Anthony, I've had one more screwball idea. Is is possible that the mountpoint directory for your redo logs has restricted permissions like 700 and owned by root and that oracle is having difficulty eventhough the mounted directory permissions look fine.
-- Just a thought
If it ain't broke, I can fix that.
melvyn burnard
Honored Contributor

Re: MC/SG and Oracle Hot Backup Problem (Urgent)

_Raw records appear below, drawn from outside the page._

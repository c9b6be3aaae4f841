//! Application state and key handling.

use crossterm::event::{KeyCode, KeyEvent, MouseEvent};
use tracing::{debug, info};

use super::input::{POINTER_UNITS_PER_CELL, direction_for, track_mouse};
use crate::db::ScoreRecord;
use crate::games::puzzle::{
    BoardLayout, CellSelector, Event, GameSession, GestureTracker, MAX_NAME_LEN, Phase,
    RoundStatus, SwapRequest,
};

/// What the event loop should do after a key press.
#[derive(Debug, Clone, PartialEq, Eq)]
pub enum AppCommand {
    /// Nothing to do.
    None,
    /// Feed this event to the session.
    Dispatch(Event),
    /// Leave the game.
    Quit,
}

impl From<SwapRequest> for AppCommand {
    fn from(request: SwapRequest) -> Self {
        AppCommand::Dispatch(Event::Swap {
            a: *request.a(),
            b: *request.b(),
        })
    }
}

/// Terminal-side state that the session does not track.
#[derive(Debug)]
pub struct App {
    name_input: String,
    selector: CellSelector,
    gestures: GestureTracker,
    layout: BoardLayout,
    leaderboard: Vec<ScoreRecord>,
    leaderboard_error: Option<String>,
    leaderboard_stale: bool,
    leaderboard_loading: bool,
    board_seen: (u32, RoundStatus),
}

impl App {
    /// Creates UI state for a board of `rows` × `cols`.
    pub fn new(rows: usize, cols: usize, drag_threshold: f32) -> Self {
        Self {
            name_input: String::new(),
            selector: CellSelector::new(rows, cols),
            gestures: GestureTracker::new(drag_threshold / POINTER_UNITS_PER_CELL),
            layout: BoardLayout::default(),
            leaderboard: Vec::new(),
            leaderboard_error: None,
            leaderboard_stale: true,
            leaderboard_loading: false,
            board_seen: (0, RoundStatus::Idle),
        }
    }

    /// Text typed on the name screen.
    pub fn name_input(&self) -> &str {
        &self.name_input
    }

    /// Keyboard cursor and pick.
    pub fn selector(&self) -> &CellSelector {
        &self.selector
    }

    /// Cell being dragged with the mouse.
    pub fn dragged_cell(&self) -> Option<usize> {
        self.gestures.dragged_cell()
    }

    /// Last leaderboard fetched.
    pub fn leaderboard(&self) -> &[ScoreRecord] {
        &self.leaderboard
    }

    /// Why the last leaderboard fetch failed.
    pub fn leaderboard_error(&self) -> Option<&str> {
        self.leaderboard_error.as_deref()
    }

    /// Records where the board was drawn, for mouse hit-testing.
    pub fn set_layout(&mut self, layout: BoardLayout) {
        self.layout = layout;
    }

    /// Whether the leaderboard should be fetched again.
    pub fn leaderboard_stale(&self) -> bool {
        self.leaderboard_stale
    }

    /// Marks the leaderboard for a refetch.
    pub fn invalidate_leaderboard(&mut self) {
        self.leaderboard_stale = true;
    }

    /// Whether a leaderboard fetch is on its way.
    pub fn leaderboard_loading(&self) -> bool {
        self.leaderboard_loading
    }

    /// Notes that a fetch was started.
    pub fn begin_leaderboard_fetch(&mut self) {
        self.leaderboard_stale = false;
        self.leaderboard_loading = true;
    }

    /// Stores a leaderboard fetch result.
    pub fn set_leaderboard(&mut self, result: Result<Vec<ScoreRecord>, String>) {
        match result {
            Ok(scores) => {
                self.leaderboard = scores;
                self.leaderboard_error = None;
            }
            Err(e) => self.leaderboard_error = Some(e),
        }
        self.leaderboard_loading = false;
    }

    /// Drops any pick or drag made on a board that is no longer live.
    ///
    /// Called every frame; a change of round or round status means the
    /// grid the pick referred to is gone or frozen.
    pub fn sync_board(&mut self, session: &GameSession) {
        let seen = (session.round(), session.status());
        if seen != self.board_seen {
            debug!(round = seen.0, status = ?seen.1, "Board changed, clearing pick");
            self.selector.clear();
            self.gestures.cancel();
            self.board_seen = seen;
        }
    }

    /// Handles a key press for the session's current phase.
    pub fn handle_key(&mut self, key: KeyEvent, session: &GameSession) -> AppCommand {
        match session.phase() {
            Phase::NameEntry => self.handle_name_key(key),
            Phase::Playing => self.handle_board_key(key, session),
            Phase::Summary => match key.code {
                KeyCode::Enter | KeyCode::Char('p') | KeyCode::Char('P') => {
                    info!("Player chose to play again");
                    AppCommand::Dispatch(Event::PlayAgain)
                }
                KeyCode::Char('q') | KeyCode::Char('Q') | KeyCode::Esc => AppCommand::Quit,
                _ => AppCommand::None,
            },
        }
    }

    fn handle_name_key(&mut self, key: KeyEvent) -> AppCommand {
        match key.code {
            KeyCode::Char(c) => {
                if self.name_input.chars().count() < MAX_NAME_LEN {
                    self.name_input.push(c);
                }
                AppCommand::None
            }
            KeyCode::Backspace => {
                self.name_input.pop();
                AppCommand::None
            }
            KeyCode::Enter => {
                let name = std::mem::take(&mut self.name_input);
                self.selector.clear();
                AppCommand::Dispatch(Event::SubmitName(name))
            }
            KeyCode::Esc => AppCommand::Quit,
            _ => AppCommand::None,
        }
    }

    fn handle_board_key(&mut self, key: KeyEvent, session: &GameSession) -> AppCommand {
        self.sync_board(session);
        if let Some(direction) = direction_for(key.code) {
            self.selector.move_cursor(direction);
            return AppCommand::None;
        }
        let live = session.status() == RoundStatus::Active;
        match key.code {
            KeyCode::Char(' ') | KeyCode::Enter if !live => AppCommand::None,
            KeyCode::Char(' ') | KeyCode::Enter => match self.selector.toggle() {
                Some(request) => {
                    debug!(?request, "Keyboard swap");
                    request.into()
                }
                None => AppCommand::None,
            },
            KeyCode::Esc => {
                self.selector.clear();
                AppCommand::None
            }
            KeyCode::Char('r') | KeyCode::Char('R')
                if session.status() == RoundStatus::LoadFailed =>
            {
                AppCommand::Dispatch(Event::RetryLoad)
            }
            KeyCode::Char('n') | KeyCode::Char('N') => {
                self.selector.clear();
                self.gestures.cancel();
                AppCommand::Dispatch(Event::Restart)
            }
            KeyCode::Char('q') | KeyCode::Char('Q') => AppCommand::Quit,
            _ => AppCommand::None,
        }
    }

    /// Handles a mouse event; only drags on a live board count.
    pub fn handle_mouse(&mut self, mouse: MouseEvent, session: &GameSession) -> AppCommand {
        self.sync_board(session);
        if session.status() != RoundStatus::Active {
            self.gestures.cancel();
            return AppCommand::None;
        }
        match track_mouse(&mut self.gestures, &self.layout, mouse) {
            Some(request) => {
                debug!(?request, "Mouse swap");
                self.selector.clear();
                request.into()
            }
            None => AppCommand::None,
        }
    }
}

#[cfg(test)]
mod tests {
    use super::*;
    use crate::config::GameConfig;
    use crossterm::event::KeyModifiers;
    use rand::SeedableRng;
    use rand::rngs::StdRng;

    fn key(code: KeyCode) -> KeyEvent {
        KeyEvent::new(code, KeyModifiers::NONE)
    }

    fn session() -> GameSession {
        GameSession::new(GameConfig::default(), StdRng::seed_from_u64(5)).expect("session")
    }

    #[test]
    fn test_typing_a_name_submits_it() {
        let session = session();
        let mut app = App::new(3, 3, 10.0);
        for c in "Ada".chars() {
            assert_eq!(app.handle_key(key(KeyCode::Char(c)), &session), AppCommand::None);
        }
        app.handle_key(key(KeyCode::Char('x')), &session);
        app.handle_key(key(KeyCode::Backspace), &session);
        assert_eq!(
            app.handle_key(key(KeyCode::Enter), &session),
            AppCommand::Dispatch(Event::SubmitName("Ada".into()))
        );
        assert_eq!(app.name_input(), "");
    }

    #[test]
    fn test_keyboard_pick_pair_swaps() {
        let mut session = session();
        session.apply(Event::SubmitName("Ada".into())).expect("submit");
        session.apply(Event::AssetReady { round: 1 }).expect("ready");
        let mut app = App::new(3, 3, 10.0);
        assert_eq!(app.handle_key(key(KeyCode::Char(' ')), &session), AppCommand::None);
        app.handle_key(key(KeyCode::Down), &session);
        assert_eq!(
            app.handle_key(key(KeyCode::Enter), &session),
            AppCommand::Dispatch(Event::Swap { a: 0, b: 3 })
        );
    }

    #[test]
    fn test_pick_from_previous_round_is_dropped() {
        let mut session = session();
        session.apply(Event::SubmitName("Ada".into())).expect("submit");
        session.apply(Event::AssetReady { round: 1 }).expect("ready");
        let mut app = App::new(3, 3, 10.0);
        app.sync_board(&session);
        for _ in 0..25 {
            session.apply(Event::Tick).expect("tick");
        }
        assert!(matches!(session.status(), RoundStatus::Resolved(_)));

        // Picking on a frozen board does nothing.
        assert_eq!(app.handle_key(key(KeyCode::Char(' ')), &session), AppCommand::None);
        assert_eq!(app.selector().picked(), None);

        session.apply(Event::AdvanceDue { round: 1 }).expect("advance");
        session.apply(Event::AssetReady { round: 2 }).expect("ready");
        assert_eq!(session.status(), RoundStatus::Active);
        app.handle_key(key(KeyCode::Right), &session);
        assert_eq!(app.handle_key(key(KeyCode::Enter), &session), AppCommand::None);
        assert_eq!(app.selector().picked(), Some(1));
    }

    #[test]
    fn test_pick_is_cleared_when_the_round_resolves() {
        let mut session = session();
        session.apply(Event::SubmitName("Ada".into())).expect("submit");
        session.apply(Event::AssetReady { round: 1 }).expect("ready");
        let mut app = App::new(3, 3, 10.0);
        app.handle_key(key(KeyCode::Char(' ')), &session);
        assert_eq!(app.selector().picked(), Some(0));

        for _ in 0..25 {
            session.apply(Event::Tick).expect("tick");
        }
        app.sync_board(&session);
        assert_eq!(app.selector().picked(), None);
    }

    #[test]
    fn test_mouse_press_on_frozen_board_is_ignored() {
        use crossterm::event::{MouseButton, MouseEventKind};
        let mut session = session();
        session.apply(Event::SubmitName("Ada".into())).expect("submit");
        let mut app = App::new(3, 3, 10.0);
        app.set_layout(BoardLayout::new(0, 0, 10, 4, 3, 3));
        let down = MouseEvent {
            kind: MouseEventKind::Down(MouseButton::Left),
            column: 2,
            row: 1,
            modifiers: KeyModifiers::NONE,
        };
        // Still loading: no drag starts.
        assert_eq!(app.handle_mouse(down, &session), AppCommand::None);
        assert_eq!(app.dragged_cell(), None);
    }

    #[test]
    fn test_leaderboard_refresh_bookkeeping() {
        let mut app = App::new(3, 3, 10.0);
        assert!(app.leaderboard_stale());
        app.begin_leaderboard_fetch();
        assert!(!app.leaderboard_stale());
        assert!(app.leaderboard_loading());
        app.set_leaderboard(Err("offline".into()));
        assert!(!app.leaderboard_loading());
        assert_eq!(app.leaderboard_error(), Some("offline"));
        app.invalidate_leaderboard();
        assert!(app.leaderboard_stale());
    }
}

Please read the symptom number 11 on the patch text file.
We have seen Sybase, SAP, NFS, and a host of other products have seemingly unrelated problems caused by the fact that a SIGALRM blocking done by SG gets inherited by child proceses and never cleared, so they never respond to SIGALRM.
There are many other crucial fixes in hte patch as well.
My house is the bank's, my money the wife's, But my opinions belong to me, not HP!
anthony natale
Advisor

Re: MC/SG and Oracle Hot Backup Problem (Urgent)

Looks like the problem has been resolved.

I want to formally thank both Melvyn Burnard and A. Clay Stephenson for your efforts and rapid response to my problem.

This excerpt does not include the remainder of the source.